ABSTRACT / Focusing on the critical Hungarian case, this lecture analyses the fate of East-Central European capitalism in the wake of the global financial crisis. The changes include policies to combat foreign dominance in the economy, and efforts to reform and retrench the hitherto relatively generous welfare state. Nevertheless, there is no less evidence of continuity than of change: the politicized fight against dependency is combined with the quiet politics of subsidizing manufacturing foreign investment, and the noisy politics of protecting pensioners and middle-class families parallels the erosion of future-oriented social investment. Notwithstanding the radical turn in development ideology, the actual path-correction merely shifted the pattern of dependency without breaking out of it: financing socio-economic development in Hungary (like in other Visegrád states) is still largely dependent on foreign sources, albeit of a more diversified nature, including not only manufacturing FDI, but the EU’s structural funds and migrant labor’s remittances as well.

BIO / Béla Greskovits is University Professor at the Department of International Relations, and the Department of Political Science, at Central European University. He is a leading expert on the political and economic institutions of Central Eastern Europe. He has been a regular and proficient commentator on the transition experience of Central Eastern European countries throughout the 1990s until today, focusing on the creation and development of capitalism in the region and its ramifications on domestic politics.

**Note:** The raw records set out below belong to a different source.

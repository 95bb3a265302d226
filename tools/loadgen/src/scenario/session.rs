//! Virtual-user session
//!
//! Picks a weighted task, runs its calls in order, waits a random pause, and
//! repeats until the deadline passes or the iteration limit is reached.

use super::client::AuthenticatedClient;
use super::orders::OrderGenerator;
use super::{ScenarioConfig, ScenarioError, TaskKind, TaskPicker};
use crate::endpoints::Endpoint;
use crate::executor::Sleeper;
use rand::Rng;
use rand::SeedableRng;
use rand_chacha::ChaCha8Rng;
use serde::{Deserialize, Serialize};
use serde_json::json;
use std::collections::BTreeMap;
use std::sync::Arc;
use tokio::time::Instant;
use tracing::{debug, info};
use types::api::AmountRequest;
use types::ids::SessionId;
use types::order::OrderPair;

/// What one session did
#[derive(Debug, Clone, PartialEq, Eq, Serialize, Deserialize)]
pub struct SessionReport {
    pub session_id: SessionId,
    pub user_id: String,
    pub tasks_run: u64,
    pub requests_sent: u64,
    pub tasks: BTreeMap<TaskKind, u64>,
}

/// When a session stops
#[derive(Debug, Clone, Copy, PartialEq, Eq)]
pub struct StopCondition {
    pub deadline: Option<Instant>,
    pub iterations: Option<u64>,
}

impl StopCondition {
    fn reached(&self, tasks_run: u64) -> bool {
        if self.iterations.is_some_and(|limit| tasks_run >= limit) {
            return true;
        }
        self.deadline.is_some_and(|deadline| Instant::now() >= deadline)
    }
}

pub struct VirtualUser {
    pub id: SessionId,
    client: AuthenticatedClient,
    config: Arc<ScenarioConfig>,
    picker: TaskPicker,
    orders: OrderGenerator,
    sleeper: Arc<dyn Sleeper>,
    rng: ChaCha8Rng,
}

impl VirtualUser {
    pub fn new(
        client: AuthenticatedClient,
        config: Arc<ScenarioConfig>,
        sleeper: Arc<dyn Sleeper>,
        seed: u64,
    ) -> Result<Self, ScenarioError> {
        let picker = TaskPicker::new(&config.weights)?;
        let orders = OrderGenerator::new(config.orders.clone(), seed)?;
        Ok(Self {
            id: SessionId::new(),
            client,
            config,
            picker,
            orders,
            sleeper,
            // separate stream from the order generator
            rng: ChaCha8Rng::seed_from_u64(seed.rotate_left(32) ^ 0x5eed),
        })
    }

    pub async fn run(mut self, stop: StopCondition) -> SessionReport {
        let user_id = self.client.credential().user_id.clone();
        info!(session = %self.id, user_id = %user_id, "session started");

        let mut report = SessionReport {
            session_id: self.id,
            user_id,
            tasks_run: 0,
            requests_sent: 0,
            tasks: BTreeMap::new(),
        };

        while !stop.reached(report.tasks_run) {
            let kind = self.picker.pick(&mut self.rng);
            let requests = self.run_task(kind).await;
            report.tasks_run += 1;
            report.requests_sent += requests;
            *report.tasks.entry(kind).or_insert(0) += 1;

            if stop.reached(report.tasks_run) {
                break;
            }
            let wait = self.config.wait_time(&mut self.rng);
            self.sleeper.sleep(wait).await;
        }

        debug!(session = %self.id, tasks = report.tasks_run, "session finished");
        report
    }

    /// Run one task bundle; returns the number of requests sent.
    pub async fn run_task(&mut self, kind: TaskKind) -> u64 {
        let stock = self.config.orders.stock_id;
        match kind {
            TaskKind::CashDepositFlow => {
                self.deposit().await;
                self.client.get(Endpoint::CashBalance).await;
                self.client.get(Endpoint::CashHistories).await;
                3
            }
            TaskKind::CashWithdrawalFlow => {
                self.withdraw().await;
                self.client.get(Endpoint::CashBalance).await;
                self.client.get(Endpoint::CashHistories).await;
                3
            }
            TaskKind::CashBalance => {
                self.client.get(Endpoint::CashBalance).await;
                1
            }
            TaskKind::CashHistories => {
                self.client.get(Endpoint::CashHistories).await;
                1
            }
            TaskKind::StockBalance => {
                self.client.get(Endpoint::StockBalance(stock)).await;
                1
            }
            TaskKind::UnfilledOrders => {
                self.client.get(Endpoint::UnfilledOrders).await;
                1
            }
            TaskKind::MatchHistory => {
                self.client.get(Endpoint::MatchHistory).await;
                1
            }
            TaskKind::SingleDeposit => {
                self.deposit().await;
                1
            }
            TaskKind::SingleWithdrawal => {
                self.withdraw().await;
                1
            }
            TaskKind::OrderFlow => {
                let order = self.orders.random_order();
                self.client.get(Endpoint::CashBalance).await;
                self.client.get(Endpoint::OrderBook(stock)).await;
                self.client.post(Endpoint::PlaceOrder, json!(order)).await;
                self.client.get(Endpoint::UnfilledOrders).await;
                4
            }
            TaskKind::FullFillPair => {
                let pair = self.orders.full_fill_pair();
                self.place_pair(pair, Endpoint::MatchHistory).await
            }
            TaskKind::PartialFillPair => {
                let pair = self.orders.partial_fill_pair();
                self.place_pair(pair, Endpoint::MatchHistory).await
            }
            TaskKind::NoFillPair => {
                let pair = self.orders.no_fill_pair();
                self.place_pair(pair, Endpoint::UnfilledOrders).await
            }
        }
    }

    async fn deposit(&mut self) {
        let amount = self.rng.gen_range(self.config.deposit_min..=self.config.deposit_max);
        self.client
            .post(Endpoint::CashDeposit, json!(AmountRequest { amount }))
            .await;
    }

    async fn withdraw(&mut self) {
        let amount = self.rng.gen_range(self.config.withdrawal_min..=self.config.withdrawal_max);
        self.client
            .post(Endpoint::CashWithdrawal, json!(AmountRequest { amount }))
            .await;
    }

    async fn place_pair(&mut self, pair: OrderPair, follow_up: Endpoint) -> u64 {
        self.client.get(Endpoint::OrderBook(pair.buy.stock_id)).await;
        self.client.post(Endpoint::PlaceOrder, json!(pair.buy)).await;
        self.client.post(Endpoint::PlaceOrder, json!(pair.sell)).await;
        self.client.get(follow_up).await;
        4
    }
}

#[cfg(test)]
mod tests {
    use super::*;
    use crate::config::TargetConfig;
    use crate::metrics::SwarmMetrics;
    use crate::testing::{RecordingSleeper, ScriptedTransport};
    use reqwest::Method;
    use std::time::Duration;
    use types::credential::UserCredential;

    struct Harness {
        transport: Arc<ScriptedTransport>,
        sleeper: Arc<RecordingSleeper>,
        metrics: Arc<SwarmMetrics>,
    }

    impl Harness {
        fn new() -> Self {
            Self {
                transport: Arc::new(ScriptedTransport::new(vec![])),
                sleeper: Arc::new(RecordingSleeper::default()),
                metrics: Arc::new(SwarmMetrics::new()),
            }
        }

        fn user(&self, config: ScenarioConfig, seed: u64) -> VirtualUser {
            let credential = UserCredential::from_fields(Some("3"), Some("c@x.com"), Some("tok3"), None).unwrap();
            let client = AuthenticatedClient::new(
                self.transport.clone(),
                TargetConfig::new("http://exchange.test", Duration::from_secs(5)),
                credential,
                self.metrics.clone(),
            );
            VirtualUser::new(client, Arc::new(config), self.sleeper.clone(), seed).unwrap()
        }

        fn paths(&self) -> Vec<(Method, String)> {
            self.transport
                .requests()
                .into_iter()
                .map(|r| (r.method, r.url.trim_start_matches("http://exchange.test").to_string()))
                .collect()
        }
    }

    fn iterations(n: u64) -> StopCondition {
        StopCondition {
            deadline: None,
            iterations: Some(n),
        }
    }

    #[tokio::test]
    async fn test_deposit_flow_sequence() {
        let harness = Harness::new();
        let mut user = harness.user(ScenarioConfig::default(), 1);
        assert_eq!(user.run_task(TaskKind::CashDepositFlow).await, 3);

        assert_eq!(
            harness.paths(),
            vec![
                (Method::POST, "/api/v1/cash-wallet/deposit".to_string()),
                (Method::GET, "/api/v1/cash-wallet/balance".to_string()),
                (Method::GET, "/api/v1/cash-wallet/histories".to_string()),
            ]
        );
        let amount = harness.transport.requests()[0].body.as_ref().unwrap()["amount"].as_u64().unwrap();
        assert!((100_000..=1_000_000).contains(&amount));
    }

    #[tokio::test]
    async fn test_withdrawal_amount_range() {
        let harness = Harness::new();
        let mut user = harness.user(ScenarioConfig::default(), 2);
        for _ in 0..50 {
            user.run_task(TaskKind::SingleWithdrawal).await;
        }
        for request in harness.transport.requests() {
            let amount = request.body.unwrap()["amount"].as_u64().unwrap();
            assert!((50_000..=500_000).contains(&amount));
        }
    }

    #[tokio::test]
    async fn test_full_fill_pair_posts_matching_orders() {
        let harness = Harness::new();
        let mut user = harness.user(ScenarioConfig::default(), 3);
        assert_eq!(user.run_task(TaskKind::FullFillPair).await, 4);

        let requests = harness.transport.requests();
        assert_eq!(requests[0].url, "http://exchange.test/api/v1/orderbook/1");
        let buy = requests[1].body.clone().unwrap();
        let sell = requests[2].body.clone().unwrap();
        assert_eq!(buy["side"], "BUY");
        assert_eq!(sell["side"], "SELL");
        assert_eq!(buy["price"], sell["price"]);
        assert_eq!(buy["quantity"], sell["quantity"]);
        assert_eq!(buy["stock_id"], 1);
        assert_eq!(requests[3].url, "http://exchange.test/api/v1/match");
    }

    #[tokio::test]
    async fn test_every_task_sends_between_one_and_five_requests() {
        let harness = Harness::new();
        let mut user = harness.user(ScenarioConfig::default(), 4);
        for kind in TaskKind::ALL {
            let before = harness.transport.call_count();
            let reported = user.run_task(kind).await;
            let sent = (harness.transport.call_count() - before) as u64;
            assert_eq!(reported, sent, "{}", kind);
            assert!((1..=5).contains(&sent), "{}", kind);
        }
    }

    #[tokio::test]
    async fn test_run_stops_after_iterations_and_waits_between_tasks() {
        let harness = Harness::new();
        let user = harness.user(ScenarioConfig::default().only(TaskKind::CashBalance), 5);
        let report = user.run(iterations(4)).await;

        assert_eq!(report.tasks_run, 4);
        assert_eq!(report.requests_sent, 4);
        assert_eq!(report.user_id, "3");
        assert_eq!(report.tasks.get(&TaskKind::CashBalance), Some(&4));

        let sleeps = harness.sleeper.sleeps();
        assert_eq!(sleeps.len(), 3);
        assert!(sleeps.iter().all(|d| *d >= Duration::from_secs(1) && *d <= Duration::from_secs(3)));
    }

    #[tokio::test]
    async fn test_expired_deadline_runs_nothing() {
        let harness = Harness::new();
        let user = harness.user(ScenarioConfig::default(), 6);
        let stop = StopCondition {
            deadline: Some(Instant::now()),
            iterations: None,
        };
        let report = user.run(stop).await;
        assert_eq!(report.tasks_run, 0);
        assert_eq!(harness.transport.call_count(), 0);
    }

    #[tokio::test]
    async fn test_session_keeps_one_credential() {
        let harness = Harness::new();
        let user = harness.user(ScenarioConfig::default(), 7);
        user.run(iterations(10)).await;
        assert!(harness
            .transport
            .requests()
            .iter()
            .all(|r| r.headers == vec![("Authorization".to_string(), "Bearer tok3".to_string())]));
    }
}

One of his key publications is the book "Capitalist diversity on Europe’s periphery," tracing the different forms of capitalist transitions in Eastern Europe, that he wrote with Dorothee Bohle in 2012 and that won the prestigious Stein Rokkan Prize for Comparative Social Science Research. He won the 2014 CEU Award for Outstanding Research (with Dorothee Bohle), and the 2014 Bibó István Prize of the Hungarian Political Science Association.